February 9, 2007

Two takes on evaluations



I read two posts within two days of each other on speaker evaluations.

Ross Bowring suggests that written evaluations give speakers valuable feedback, especially when you offer your audience specific and targeted questions. He says, "It makes your audience member feel important as well as letting them know that you care what they think."

Scott Ginsberg thinks it's too easy to dwell on the 10% who have negative comments vs. the 90% who have positive comments. He says, "I used to waste my time with speaker evaluations. (Gosh, what a waste of paper.)"
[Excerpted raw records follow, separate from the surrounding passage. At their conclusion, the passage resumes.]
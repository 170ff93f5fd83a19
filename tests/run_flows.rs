//! Full runs against a scripted page
//!
//! The mock page mirrors the omikuji front-end: the result overlay is toggled
//! by the `hidden` class, tabs by `active`, and the settings panel slides out
//! with a transform so it stays natively visible while closed.

use async_trait::async_trait;
use futures::FutureExt;
use std::panic::AssertUnwindSafe;
use std::path::Path;
use std::time::Duration;

use uiproof::browser::{ElementState, MockPage, Mutation, RemoteControl};
use uiproof::core::{ErrorKind, Origin};
use uiproof::flow::{
    assert_member, ArtifactCapture, Condition, ConditionWaiter, RunStatus, Scenario, Step,
    StepRunner,
};

fn runner(origin: &str, dir: &Path, poll_ms: u64) -> StepRunner {
    StepRunner::new(
        Origin::parse(origin).unwrap(),
        ConditionWaiter::new(
            Duration::from_millis(poll_ms),
            Duration::from_millis(500),
            "hidden",
        ),
        ArtifactCapture::new(dir),
        Duration::from_millis(1),
    )
}

fn omikuji_app() -> MockPage {
    let hidden_overlay = ElementState::shown().with_class("hidden");
    let closed_panel = ElementState::shown().offscreen().with_class("hidden");

    MockPage::new()
        .with_element(".nav-item[data-target='tab-omikuji']", ElementState::shown())
        .with_element(".nav-item[data-target='tab-dice']", ElementState::shown())
        .with_element(".nav-item[data-target='tab-cards']", ElementState::shown())
        .with_element("#tab-dice", ElementState::shown().display_none())
        .with_element("#tab-cards", ElementState::shown().display_none())
        .with_element("#roll-dice-btn", ElementState::shown())
        .with_element("#draw-card-btn", ElementState::shown())
        .with_element("#draw-btn", ElementState::shown())
        .with_element("#result-overlay", hidden_overlay)
        .with_element("#result-content", ElementState::shown())
        .with_element("#close-result", ElementState::shown())
        .with_element("#config-toggle", ElementState::shown())
        .with_element("#config-close", ElementState::shown())
        .with_element("#save-config", ElementState::shown())
        .with_element("#config-panel", closed_panel)
        .with_element(".theme-opt[data-theme='dark']", ElementState::shown())
        .with_element(
            ".theme-opt[data-theme='light']",
            ElementState::shown().with_class("active"),
        )
        .with_element("#history-toggle", ElementState::shown())
        .with_element("#preset-select", ElementState::shown())
        .with_options("#preset-select", &["default", "restaurant"])
        .with_element(".lot-input-wrapper input", ElementState::shown())
        .with_value(".lot-input-wrapper input", "大吉")
        // Tabs
        .on_click_after(
            ".nav-item[data-target='tab-dice']",
            2,
            Mutation::add_class("#tab-dice", "active"),
        )
        .on_click_after(
            ".nav-item[data-target='tab-cards']",
            2,
            Mutation::add_class("#tab-cards", "active"),
        )
        // Result overlay
        .on_click_after("#roll-dice-btn", 3, Mutation::set_text("#result-content", "5"))
        .on_click_after("#roll-dice-btn", 3, Mutation::remove_class("#result-overlay", "hidden"))
        .on_click_after("#draw-card-btn", 3, Mutation::remove_class("#result-overlay", "hidden"))
        .on_click_after("#draw-btn", 2, Mutation::set_text("#result-content", "Ramen"))
        .on_click_after("#draw-btn", 2, Mutation::remove_class("#result-overlay", "hidden"))
        .on_click_after("#close-result", 1, Mutation::add_class("#result-overlay", "hidden"))
        // Settings panel
        .on_click_after("#config-toggle", 2, Mutation::remove_class("#config-panel", "hidden"))
        .on_click_after("#config-close", 2, Mutation::add_class("#config-panel", "hidden"))
        .on_click("#save-config", Mutation::add_class("#config-panel", "hidden"))
        .on_click(
            ".theme-opt[data-theme='dark']",
            Mutation::add_class(".theme-opt[data-theme='dark']", "active"),
        )
        .on_click(
            ".theme-opt[data-theme='dark']",
            Mutation::remove_class(".theme-opt[data-theme='light']", "active"),
        )
        .on_click(
            ".theme-opt[data-theme='light']",
            Mutation::add_class(".theme-opt[data-theme='light']", "active"),
        )
        .on_click(
            ".theme-opt[data-theme='light']",
            Mutation::remove_class(".theme-opt[data-theme='dark']", "active"),
        )
        // History
        .on_click(
            "#history-toggle",
            Mutation::SetState {
                selector: "#history-list li".to_string(),
                state: ElementState::shown(),
            },
        )
        .on_click(
            "#history-toggle",
            Mutation::SetState {
                selector: "#history-list li .history-content".to_string(),
                state: ElementState::shown(),
            },
        )
        .on_click(
            "#history-toggle",
            Mutation::set_text("#history-list li .history-content", "Ramen"),
        )
}

fn with_restaurant_preset(page: MockPage, first_item: &str) -> MockPage {
    page.on_select(
        "#preset-select",
        "restaurant",
        Mutation::set_value(".lot-input-wrapper input", first_item),
    )
}

#[tokio::test]
async fn test_dice_result_capture_succeeds() {
    let dir = tempfile::tempdir().unwrap();
    let page = omikuji_app();

    let report = runner("/srv/omikuji", dir.path(), 5)
        .run(
            page.clone(),
            &[
                Step::navigate("app/index.html"),
                Step::wait_for("#result-overlay", Condition::Hidden),
                Step::click("#roll-dice-btn"),
                Step::wait_for_within("#result-overlay", Condition::VisibleAndUnhidden, 5000),
                Step::capture("dice_result"),
            ],
        )
        .await;

    assert_eq!(report.status, RunStatus::Succeeded);
    assert_eq!(report.artifacts.len(), 1);
    assert_eq!(report.artifacts[0].name, "dice_result");
    assert_eq!(report.artifacts[0].step_index, 4);
    assert!(report.artifacts[0].path.exists());
    assert!(page.navigations()[0].ends_with("app/index.html"));
    assert_eq!(page.close_count(), 1);
}

#[tokio::test(start_paused = true)]
async fn test_overlay_never_appears_times_out() {
    let dir = tempfile::tempdir().unwrap();
    let page = MockPage::new()
        .with_element("#draw-btn", ElementState::shown())
        .with_element("#result-overlay", ElementState::shown().with_class("hidden"))
        .with_text("#result-content", "");

    let report = runner("http://localhost:8000", dir.path(), 50)
        .run(
            page.clone(),
            &[
                Step::click("#draw-btn"),
                Step::wait_for_within("#result-overlay", Condition::VisibleAndUnhidden, 5000),
                Step::read_text("#result-content", "result"),
            ],
        )
        .await;

    assert_eq!(report.status, RunStatus::Failed);
    let failure = report.failure.as_ref().unwrap();
    assert_eq!(failure.step_index, 1);
    assert_eq!(failure.kind, ErrorKind::ConditionTimedOut);
    assert!(failure.message.contains("#result-overlay"));
    assert!(failure.last_artifact.is_none());
    assert!(report.recorded.is_empty());
    assert_eq!(page.close_count(), 1);
}

#[tokio::test]
async fn test_membership_mismatch_is_diagnostic_only() {
    assert!(assert_member("Pizza", &["Pizza", "Sushi", "Burger"], "pick").passed);
    assert!(!assert_member("Pizza", &["Sushi", "Burger"], "pick").passed);

    let dir = tempfile::tempdir().unwrap();
    let page = MockPage::new().with_text("#result-content", "Pizza");
    let report = runner("http://localhost:8000", dir.path(), 5)
        .run(
            page,
            &[
                Step::read_text("#result-content", "result"),
                Step::assert_member("result", ["Sushi", "Burger"], false),
            ],
        )
        .await;

    assert_eq!(report.status, RunStatus::Succeeded);
    let mismatches: Vec<_> = report.mismatches().collect();
    assert_eq!(mismatches.len(), 1);
    assert_eq!(mismatches[0].actual, "Pizza");
}

#[tokio::test]
async fn test_feature_tour_on_packaged_build() {
    let dir = tempfile::tempdir().unwrap();
    let page = omikuji_app();

    let report = runner("/srv/omikuji/index.html", dir.path(), 2)
        .run(page.clone(), Scenario::feature_tour().steps())
        .await;

    assert!(report.succeeded(), "{:?}", report.failure);
    assert_eq!(report.artifacts.len(), 10);
    let files: Vec<_> = report
        .artifacts
        .iter()
        .map(|a| a.path.file_name().unwrap().to_string_lossy().into_owned())
        .collect();
    assert_eq!(files[0], "01_omikuji_default.png");
    assert_eq!(files[9], "10_light_mode_restored.png");
    assert_eq!(page.navigations(), vec!["file:///srv/omikuji/index.html".to_string()]);

    // The panel ended closed by marker class while staying natively visible.
    let panel = page.state("#config-panel").unwrap();
    assert!(panel.has_class("hidden"));
    assert!(panel.is_natively_visible());
    assert!(page
        .state(".theme-opt[data-theme='light']")
        .unwrap()
        .has_class("active"));
}

#[tokio::test]
async fn test_native_hidden_never_holds_for_slid_out_panel() {
    let dir = tempfile::tempdir().unwrap();
    let page = omikuji_app();

    let report = runner("http://localhost:8000", dir.path(), 5)
        .run(
            page,
            &[
                Step::wait_for("#config-panel", Condition::class_present("hidden")),
                Step::wait_for_within("#config-panel", Condition::NativeHidden, 50),
            ],
        )
        .await;

    assert_eq!(report.status, RunStatus::Failed);
    assert_eq!(report.failure.unwrap().step_index, 1);
}

#[tokio::test]
async fn test_preset_history_on_served_build() {
    let dir = tempfile::tempdir().unwrap();
    let page = with_restaurant_preset(omikuji_app(), "Pizza");

    let report = runner("http://localhost:8000", dir.path(), 2)
        .run(page.clone(), Scenario::preset_history().steps())
        .await;

    assert!(report.succeeded(), "{:?}", report.failure);
    assert_eq!(report.mismatches().count(), 0);
    assert_eq!(report.assertions.len(), 3);
    assert_eq!(report.recorded.get("result").map(String::as_str), Some("Ramen"));
    assert_eq!(
        report.recorded.get("history_first").map(String::as_str),
        Some("Ramen")
    );
    assert_eq!(page.navigations(), vec!["http://localhost:8000/".to_string()]);
}

#[tokio::test]
async fn test_wrong_preset_is_reported_not_fatal() {
    let dir = tempfile::tempdir().unwrap();
    let page = with_restaurant_preset(omikuji_app(), "Apple");

    let report = runner("http://localhost:8000", dir.path(), 2)
        .run(page, Scenario::preset_history().steps())
        .await;

    assert_eq!(report.status, RunStatus::Succeeded);
    let mismatches: Vec<_> = report.mismatches().collect();
    assert_eq!(mismatches.len(), 1);
    assert_eq!(mismatches[0].message, "restaurant preset loaded");
    assert_eq!(mismatches[0].actual, "Apple");
}

#[tokio::test]
async fn test_missing_option_fails_run() {
    let dir = tempfile::tempdir().unwrap();
    let report = runner("http://localhost:8000", dir.path(), 2)
        .run(
            omikuji_app(),
            &[Step::select_option("#preset-select", "bakery")],
        )
        .await;
    assert_eq!(report.failure.unwrap().kind, ErrorKind::OptionNotFound);
}

/// Page whose clicks blow up inside the transport
struct PanickingPage(MockPage);

#[async_trait]
impl RemoteControl for PanickingPage {
    async fn navigate(&self, url: &str) -> uiproof::Result<()> {
        self.0.navigate(url).await
    }

    async fn query(&self, selector: &str) -> uiproof::Result<Option<ElementState>> {
        self.0.query(selector).await
    }

    async fn option_values(&self, selector: &str) -> uiproof::Result<Option<Vec<String>>> {
        self.0.option_values(selector).await
    }

    async fn click(&self, _selector: &str) -> uiproof::Result<()> {
        panic!("transport crashed");
    }

    async fn select_option(&self, selector: &str, value: &str) -> uiproof::Result<()> {
        self.0.select_option(selector, value).await
    }

    async fn text_content(&self, selector: &str) -> uiproof::Result<String> {
        self.0.text_content(selector).await
    }

    async fn input_value(&self, selector: &str) -> uiproof::Result<String> {
        self.0.input_value(selector).await
    }

    async fn screenshot(&self, path: &Path) -> uiproof::Result<()> {
        self.0.screenshot(path).await
    }

    async fn close(&self) -> uiproof::Result<()> {
        self.0.close().await
    }

    fn name(&self) -> &str {
        "panicking"
    }
}

#[tokio::test]
async fn test_session_released_when_step_panics() {
    let dir = tempfile::tempdir().unwrap();
    let page = MockPage::new().with_element("#draw-btn", ElementState::shown());
    let runner = runner("http://localhost:8000", dir.path(), 2);
    let steps = [Step::click("#draw-btn")];

    let outcome = AssertUnwindSafe(runner.run(PanickingPage(page.clone()), &steps))
        .catch_unwind()
        .await;

    assert!(outcome.is_err());
    assert_eq!(page.close_count(), 1);
}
His final comments on the subject:

"1. Don't try to convert the atheists.
2. Unless the majority says you suck, you probably didn't suck.
3. Screw the 10. Stick with the 90."

I fall somewhere in the middle here. Do I care what the audience thinks? Well, I do want to give them something of value, because what's the point of being there if I don't? So, in that sense, yes. I do care what they think. I want the audience to walk away fired up about public speaking and ready to give it a go - and ready to apply real-life examples that I've given them.

Do I feel the need to change my style, or my speaking philosophy because a few people think what I'm doing is "wrong", or that I'm not following the "rules"? No way! Feedback can be useful, but it can also drag you down into self-doubt and insecurity. And, as Scott mentioned above, even the most overwhelmingly positive audience response can be reduced to the opinion of one negative person. 90/10 rule? How about 99/1 rule?!

If you choose to use evaluations, it's important to distinguish between constructive feedback that you hear over and over, or from many people, and negative feedback from one or two people who just don't like the way you do things. Nothing you do is going to change their minds, so why bother worrying about it?

"Don't let individuality get you down!" I wrote this to myself in my journal my freshman year of college and I still stand by it today (along with some of my other New Year's resolutions that year: "guard against frivolous spending" and "finish what I start.") Good advice all around!